# [What needs to be done]
Would you copy out exactly the lines of the listing below, beginning with the one that contains "self.entries.is_empty()" and ending with the last?
++++ Extracted data
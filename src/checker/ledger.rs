//! Per-scan storage for cross-file preliminary matches.
//!
//! The ledger is keyed by file and keeps matches in insertion order without
//! deduplication. Rules share the storage but only ever read entries carrying
//! their own [`RuleIdentity`].

use indexmap::IndexMap;

use crate::scanner::SourceFile;

use super::issue::{MatchKind, PreliminaryMatch, RuleIdentity};

#[derive(Debug, Default, Clone)]
pub struct MatchLedger {
    entries: IndexMap<SourceFile, Vec<PreliminaryMatch>>,
}

impl MatchLedger {
    #[must_use]
    pub fn new() -> Self {
        Self::default()
    }

    pub fn record(&mut self, file: &SourceFile, found: PreliminaryMatch) {
        log::debug!(
            "Recorded {} match for {} at {}:{}",
            found.kind,
            found.rule,
            file.display_path(),
            found.line
        );
        self.entries.entry(file.clone()).or_default().push(found);
    }

    #[must_use]
    pub fn matches_for(&self, file: &SourceFile) -> &[PreliminaryMatch] {
        self.entries.get(file).map_or(&[], Vec::as_slice)
    }

    pub fn iter(&self) -> impl Iterator<Item = (&SourceFile, &[PreliminaryMatch])> {
        self.entries
            .iter()
            .map(|(file, matches)| (file, matches.as_slice()))
    }

    /// Matches of one kind for one rule, with the file each came from, in
    /// ledger order.
    pub fn matches_of<'a>(
        &'a self,
        rule: &'a RuleIdentity,
        kind: MatchKind,
    ) -> impl Iterator<Item = (&'a SourceFile, &'a PreliminaryMatch)> + 'a {
        self.iter().flat_map(move |(file, matches)| {
            matches
                .iter()
                .filter(move |found| found.is(rule, kind))
                .map(move |found| (file, found))
        })
    }

    #[must_use]
    pub fn has_match(&self, rule: &RuleIdentity, kind: MatchKind) -> bool {
        self.matches_of(rule, kind).next().is_some()
    }

    /// Append every entry of `other`, preserving its file and match order.
    pub fn merge(&mut self, other: Self) {
        for (file, matches) in other.entries {
            self.entries.entry(file).or_default().extend(matches);
        }
    }

    /// Number of files with at least one entry.
    #[must_use]
    pub fn len(&self) -> usize {
        self.entries.len()
    }

    #[must_use]
    pub fn is_empty(&self) -> bool {
        self.entries.is_empty()
    }
}

#[cfg(test)]
#[path = "ledger_tests.rs"]
mod tests;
++++++++
# [Result for this task]
        self.entries.is_empty()
    }
}

#[cfg(test)]
#[path = "ledger_tests.rs"]
mod tests;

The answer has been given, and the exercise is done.